== Information shown
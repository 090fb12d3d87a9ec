// Copyright 2025 eraflo
//
// Licensed under the Apache License, Version 2.0 (the "License");
// you may not use this file except in compliance with the License.
// You may obtain a copy of the License at
//
//     http://www.apache.org/licenses/LICENSE-2.0
//
// Unless required by applicable law or agreed to in writing, software
// distributed under the License is distributed on an "AS IS" BASIS,
// WITHOUT WARRANTIES OR CONDITIONS OF ANY KIND, either express or implied.
// See the License for the specific language governing permissions and
// limitations under the License.

//! A `winit`-based implementation of the `ViewerWindow` trait.

use plinth_core::platform::{ViewerWindow, ViewerWindowHandle};
use raw_window_handle::{
    DisplayHandle, HandleError, HasDisplayHandle, HasWindowHandle, WindowHandle,
};
use std::sync::Arc;
use winit::{dpi::LogicalSize, error::OsError, event_loop::ActiveEventLoop, window::Window};

/// Smallest inner size the window can be shrunk to, in logical pixels.
const MIN_INNER_SIZE: (u32, u32) = (320, 240);

/// A wrapper around a `winit::window::Window` that implements the `ViewerWindow` trait.
///
/// It uses an `Arc` internally so the renderer's surface handle and the
/// application can share the same window.
#[derive(Debug, Clone)]
pub struct WinitWindow {
    inner: Arc<Window>,
}

impl WinitWindow {
    /// The wrapped `winit` window, for integrations that need it directly
    /// (the egui input state does).
    pub fn inner(&self) -> &Window {
        &self.inner
    }
}

/// A builder for creating `WinitWindow` instances.
#[derive(Debug, Clone)]
pub struct WinitWindowBuilder {
    title: String,
    width: u32,
    height: u32,
}

impl WinitWindowBuilder {
    /// Creates a new `WinitWindowBuilder` with default settings.
    pub fn new() -> Self {
        Self {
            title: "Plinth".to_string(),
            width: 1280,
            height: 720,
        }
    }

    /// Sets the title of the window to be built.
    pub fn with_title(mut self, title: impl Into<String>) -> Self {
        self.title = title.into();
        self
    }

    /// Sets the initial inner dimensions of the window to be built, in logical pixels.
    pub fn with_dimensions(mut self, width: u32, height: u32) -> Self {
        self.width = width;
        self.height = height;
        self
    }

    /// Builds the `WinitWindow` using the provided `winit` event loop.
    ///
    /// # Errors
    /// Returns an `OsError` if the underlying `winit` window creation fails.
    pub fn build(self, event_loop: &ActiveEventLoop) -> Result<WinitWindow, OsError> {
        log::info!(
            "Building window with title: '{}' and size: {}x{}",
            self.title,
            self.width,
            self.height
        );

        let window_attributes = Window::default_attributes()
            .with_title(self.title)
            .with_inner_size(LogicalSize::new(self.width.max(1), self.height.max(1)))
            .with_min_inner_size(LogicalSize::new(MIN_INNER_SIZE.0, MIN_INNER_SIZE.1))
            .with_visible(true);

        let window = event_loop.create_window(window_attributes)?;

        log::info!(
            "Winit window created successfully (id: {:?}, scale factor {}).",
            window.id(),
            window.scale_factor()
        );
        Ok(WinitWindow {
            inner: Arc::new(window),
        })
    }
}

impl Default for WinitWindowBuilder {
    fn default() -> Self {
        Self::new()
    }
}

impl HasWindowHandle for WinitWindow {
    fn window_handle(&self) -> Result<WindowHandle<'_>, HandleError> {
        self.inner.window_handle()
    }
}

impl HasDisplayHandle for WinitWindow {
    fn display_handle(&self) -> Result<DisplayHandle<'_>, HandleError> {
        self.inner.display_handle()
    }
}

impl ViewerWindow for WinitWindow {
    /// Returns the physical dimensions (width, height) of the window's inner area.
    fn inner_size(&self) -> (u32, u32) {
        let size = self.inner.inner_size();
        (size.width, size.height)
    }

    fn scale_factor(&self) -> f64 {
        self.inner.scale_factor()
    }

    fn request_redraw(&self) {
        self.inner.request_redraw();
    }

    fn clone_handle_arc(&self) -> ViewerWindowHandle {
        self.inner.clone()
    }

    /// Returns a stable, unique identifier for the window.
    fn id(&self) -> u64 {
        u64::from(self.inner.id())
    }
}

#[cfg(test)]
mod tests {
    use super::*;

    #[test]
    fn builder_defaults_and_overrides() {
        let builder = WinitWindowBuilder::default();
        assert_eq!(builder.title, "Plinth");
        assert_eq!((builder.width, builder.height), (1280, 720));

        let builder = builder.with_title("Statue").with_dimensions(800, 600);
        assert_eq!(builder.title, "Statue");
        assert_eq!((builder.width, builder.height), (800, 600));
    }
}
// Copyright 2025 eraflo
//
// Licensed under the Apache License, Version 2.0 (the "License");
// you may not use this file except in compliance with the License.
// You may obtain a copy of the License at
//
//     http://www.apache.org/licenses/LICENSE-2.0
//
// Unless required by applicable law or agreed to in writing, software
// distributed under the License is distributed on an "AS IS" BASIS,
// WITHOUT WARRANTIES OR CONDITIONS OF ANY KIND, either express or implied.
// See the License for the specific language governing permissions and
// limitations under the License.

//! CPU-side texture data, decoded and ready for GPU upload.

use crate::math::color::{linear_to_srgb, srgb_to_linear};
use uuid::Uuid;

/// A unique identifier for a decoded texture, used by the renderer to cache
/// its GPU counterpart.
#[derive(Debug, Clone, Copy, PartialEq, Eq, Hash)]
pub struct TextureId(pub Uuid);

impl TextureId {
    /// Generates a fresh random identifier.
    pub fn new() -> Self {
        Self(Uuid::new_v4())
    }
}

impl Default for TextureId {
    fn default() -> Self {
        Self::new()
    }
}

/// How the 8-bit channels of a texture are encoded.
#[derive(Debug, Clone, Copy, PartialEq, Eq, Hash)]
pub enum ColorSpace {
    /// sRGB-encoded color data (base color, emissive, environment faces).
    Srgb,
    /// Raw linear data (normals, metallic-roughness).
    Linear,
}

/// A single level of a mip chain, stored as tightly packed RGBA8.
#[derive(Debug, Clone, PartialEq)]
pub struct MipLevel {
    /// Width in texels.
    pub width: u32,
    /// Height in texels.
    pub height: u32,
    /// `width * height * 4` bytes.
    pub pixels: Vec<u8>,
}

/// A decoded RGBA8 texture with a full mip chain.
#[derive(Debug, Clone, PartialEq)]
pub struct CpuTexture {
    /// Stable identifier for GPU caching.
    pub id: TextureId,
    /// Encoding of the color channels.
    pub color_space: ColorSpace,
    /// Mip levels, base level first. Never empty.
    pub levels: Vec<MipLevel>,
}

impl CpuTexture {
    /// Wraps a base level and generates the remaining mips.
    ///
    /// Returns `None` when `pixels` does not hold exactly `width * height`
    /// RGBA8 texels, or when either dimension is zero.
    pub fn from_rgba8(width: u32, height: u32, pixels: Vec<u8>, color_space: ColorSpace) -> Option<Self> {
        if width == 0 || height == 0 || pixels.len() != (width as usize) * (height as usize) * 4 {
            return None;
        }
        let base = MipLevel {
            width,
            height,
            pixels,
        };
        Some(Self {
            id: TextureId::new(),
            color_space,
            levels: generate_mip_chain(base, color_space),
        })
    }

    /// Width of the base level.
    pub fn width(&self) -> u32 {
        self.levels[0].width
    }

    /// Height of the base level.
    pub fn height(&self) -> u32 {
        self.levels[0].height
    }

    /// Number of mip levels, including the base.
    pub fn mip_level_count(&self) -> u32 {
        self.levels.len() as u32
    }
}

/// Builds a box-filtered mip chain down to 1x1.
///
/// sRGB data is averaged in linear space so bright texels are not darkened
/// in the smaller levels.
pub fn generate_mip_chain(base: MipLevel, color_space: ColorSpace) -> Vec<MipLevel> {
    let mut levels = vec![base];
    loop {
        let prev = &levels[levels.len() - 1];
        if prev.width == 1 && prev.height == 1 {
            break;
        }
        let next = downsample(prev, color_space);
        levels.push(next);
    }
    levels
}

fn downsample(src: &MipLevel, color_space: ColorSpace) -> MipLevel {
    let width = (src.width / 2).max(1);
    let height = (src.height / 2).max(1);
    let mut pixels = Vec::with_capacity((width * height * 4) as usize);

    let texel = |x: u32, y: u32, c: usize| -> f32 {
        let x = x.min(src.width - 1);
        let y = y.min(src.height - 1);
        let v = src.pixels[((y * src.width + x) * 4) as usize + c] as f32 / 255.0;
        match (color_space, c) {
            (ColorSpace::Srgb, 0..=2) => srgb_to_linear(v),
            _ => v,
        }
    };

    for y in 0..height {
        for x in 0..width {
            let (sx, sy) = (x * 2, y * 2);
            for c in 0..4 {
                let avg = (texel(sx, sy, c)
                    + texel(sx + 1, sy, c)
                    + texel(sx, sy + 1, c)
                    + texel(sx + 1, sy + 1, c))
                    * 0.25;
                let encoded = match (color_space, c) {
                    (ColorSpace::Srgb, 0..=2) => linear_to_srgb(avg),
                    _ => avg,
                };
                pixels.push((encoded * 255.0 + 0.5).clamp(0.0, 255.0) as u8);
            }
        }
    }

    MipLevel {
        width,
        height,
        pixels,
    }
}

#[cfg(test)]
mod tests {
    use super::*;

    #[test]
    fn mip_chain_reaches_one_by_one() {
        let tex = CpuTexture::from_rgba8(8, 4, vec![255; 8 * 4 * 4], ColorSpace::Linear).unwrap();
        let sizes: Vec<_> = tex.levels.iter().map(|l| (l.width, l.height)).collect();
        assert_eq!(sizes, vec![(8, 4), (4, 2), (2, 1), (1, 1)]);
        assert_eq!(tex.mip_level_count(), 4);
        assert!(tex.levels.iter().all(|l| l.pixels.iter().all(|&p| p == 255)));
    }

    #[test]
    fn rejects_wrong_buffer_size() {
        assert!(CpuTexture::from_rgba8(2, 2, vec![0; 15], ColorSpace::Srgb).is_none());
        assert!(CpuTexture::from_rgba8(0, 2, vec![], ColorSpace::Srgb).is_none());
    }

    #[test]
    fn srgb_average_is_done_in_linear_space() {
        // Black and white checker: linear average is 0.5, which encodes to ~188.
        let mut pixels = Vec::new();
        for v in [0u8, 255, 255, 0] {
            pixels.extend_from_slice(&[v, v, v, 255]);
        }
        let tex = CpuTexture::from_rgba8(2, 2, pixels.clone(), ColorSpace::Srgb).unwrap();
        assert_eq!(tex.levels[1].pixels[0], 188);
        assert_eq!(tex.levels[1].pixels[3], 255);

        let linear = CpuTexture::from_rgba8(2, 2, pixels, ColorSpace::Linear).unwrap();
        assert_eq!(linear.levels[1].pixels[0], 128);
    }
}
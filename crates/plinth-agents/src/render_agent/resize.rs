// Copyright 2025 eraflo
//
// Licensed under the Apache License, Version 2.0 (the "License");
// you may not use this file except in compliance with the License.
// You may obtain a copy of the License at
//
//     http://www.apache.org/licenses/LICENSE-2.0
//
// Unless required by applicable law or agreed to in writing, software
// distributed under the License is distributed on an "AS IS" BASIS,
// WITHOUT WARRANTIES OR CONDITIONS OF ANY KIND, either express or implied.
// See the License for the specific language governing permissions and
// limitations under the License.

use crate::world::ViewerWorld;
use plinth_core::renderer::RenderSystem;

/// Upper bound on the pixel ratio passed to the renderer.
pub const DEFAULT_MAX_PIXEL_RATIO: f32 = 2.0;

/// Reacts to viewport size changes.
#[derive(Debug, Clone, Copy)]
pub struct ResizeHandler {
    max_pixel_ratio: f32,
}

impl ResizeHandler {
    /// A handler capping the pixel ratio at `max_pixel_ratio`.
    pub fn new(max_pixel_ratio: f32) -> Self {
        Self {
            max_pixel_ratio: if max_pixel_ratio > 0.0 {
                max_pixel_ratio
            } else {
                DEFAULT_MAX_PIXEL_RATIO
            },
        }
    }

    /// The ratio the renderer receives for a given device pixel ratio.
    pub fn pixel_ratio(&self, device_pixel_ratio: f32) -> f32 {
        device_pixel_ratio.min(self.max_pixel_ratio)
    }

    /// Updates the camera and renderer for a logical viewport of
    /// `width` x `height`. Zero-sized viewports (minimised windows) are
    /// ignored; returns whether anything changed.
    pub fn on_resize(
        &self,
        world: &mut ViewerWorld,
        renderer: &mut dyn RenderSystem,
        width: u32,
        height: u32,
        device_pixel_ratio: f32,
    ) -> bool {
        if width == 0 || height == 0 {
            log::debug!("Ignoring resize to {width}x{height}.");
            return false;
        }
        let ratio = self.pixel_ratio(device_pixel_ratio);
        world.camera_mut().set_aspect_ratio(width, height);
        renderer.set_pixel_ratio(ratio);
        renderer.resize(width, height);
        log::debug!("Viewport resized to {width}x{height} at pixel ratio {ratio}.");
        true
    }
}

impl Default for ResizeHandler {
    fn default() -> Self {
        Self::new(DEFAULT_MAX_PIXEL_RATIO)
    }
}
// Copyright 2025 eraflo
//
// Licensed under the Apache License, Version 2.0 (the "License");
// you may not use this file except in compliance with the License.
// You may obtain a copy of the License at
//
//     http://www.apache.org/licenses/LICENSE-2.0
//
// Unless required by applicable law or agreed to in writing, software
// distributed under the License is distributed on an "AS IS" BASIS,
// WITHOUT WARRANTIES OR CONDITIONS OF ANY KIND, either express or implied.
// See the License for the specific language governing permissions and
// limitations under the License.

//! The wgpu render system and everything it owns.

mod context;
mod conversions;
mod egui_painter;
mod pipelines;
mod resources;
mod system;
mod targets;
mod uniforms;

pub use context::WgpuGraphicsContext;
pub use egui_painter::OverlayFrame;
pub use system::WgpuRenderSystem;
====
> [About this task]:
For the word "unwrap", please say how many lines in the entries hold it, with only the number as the reply.

> [Output]:
3